Directed by: Ladj Ly
Written by: Ladj Ly, Giordano Gederlini, Alexis Manenti
Starring: Damien Bonnard, Alexis Manenti, Djibril Zonga, Issa Percia, Al-Hassan Ly, Steve Tientcheu
Documented abuse by police officers usually finds its way through American airwaves because of how rampant it has always been in our society. But as this iteration of Les Misérables displays, this issue impacts people of color across the globe and specifically in France. A strong, messy, and angry story of the pain caused and the fight back.
Starting in Paris as a member of the anti-crime brigade, Pento (Damien Bonnard) has to help the hot-headed Chris (Alexis Manenti) and his partner Gwada (Djibril Zonga) on their patrol. Pento quickly learns the methods used by the two officers would not be considered ethical, as they’ve formed relationships with many of the individuals responsible for crime in the city. After a run-in with some youth where one gets shot, the officers furiously attempt to erase all evidence of their wrongdoing to avoid riots.
While donning the title of the famous musical, this iteration loosely uses its themes to tell its very own story. It focuses on the abuse of power by these officers in the name of law and order. The story begins with the euphoria of France winning the World Cup. Celebration on the streets and an elevated mood for the entire city of Paris, which then shifts to the reality of life. It feels like Training Day, where Ethan Hawke follows around the veteran, Denzel Washington and the unethical practices he utilizes.
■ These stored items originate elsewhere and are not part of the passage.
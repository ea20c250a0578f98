#![forbid(unsafe_code)]
//! verisci-core: shared vocabulary for the verifiable research pipeline.
//!
//! Identifiers, milestones, content digests, configuration snapshots and the
//! run manifest live here. No network, no threads, no I/O.

pub mod config;
pub mod error;
pub mod hash;
pub mod id;
pub mod manifest;
pub mod milestone;
pub mod prelude;
pub mod time;

/// Engine version recorded in every run manifest.
pub const VERSION: &str = env!("CARGO_PKG_VERSION");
Pento bears witness of Chris and Gwada, as they harass young girls and other individuals while standing behind their badge.
The inciting incident revolves around a negative interaction with young kids that pester the police officers. While trying to control one and hold the others back, Issa (Issa Perica) gets shot with a non-lethal gun. An issue the officers can cover up if not for one of the kids, from afar, recording it on a drone. The search then commences for the officers to find that kid in order to eliminate the evidence while also further losing any morals these officers have left. Each of these officers represents toxic police behavior that causes mistrust in communities of color. Chris being the worst of them all, as he displays unchecked aggression that makes every interaction incredibly uncomfortable. Much of his anger lands on individuals of color that make it seem racially charged. He has no issues doing what needs to get done and covering it up afterward. Gwada ultimately commits the act that produces incriminating evidence and seeks only to care for himself rather than the well-being of the harmed child. He pushes that boundary being a man of color and how he stands with the communities and an officer. Pento displays signs of trying to stop the unethical actions by the other officers but ultimately falls in line because he does not want to create enemies within the force. Three officers, in their own way, contributing to a corrupt system wrought with abuse.
Director Ladj Ly created such an angry piece of cinema, as he’s stated the events in this film transpired during his childhood and the injustices he witnessed. That tension and rage hide underneath the characters while some are more overt. Ly brings us into a world where mistrust already exists between the communities of color and the police. He gives no exposition as to why, but it ultimately becomes very clear after seeing everything that occurs in the film. Fear brews through every interaction these officers have with anyone, including each other.
Everything leading up to the climactic moment expresses a fight for justice through any means necessary. The story breezes by because it never ceases to let up on the intensity of each interaction, which displays some excellent pacing. Les Misérables provides a lens into an issue in France that usually does not make it over to the United States because we have our own problems. It displays this issue of police brutality being a global deterrent to justice and peace in the world.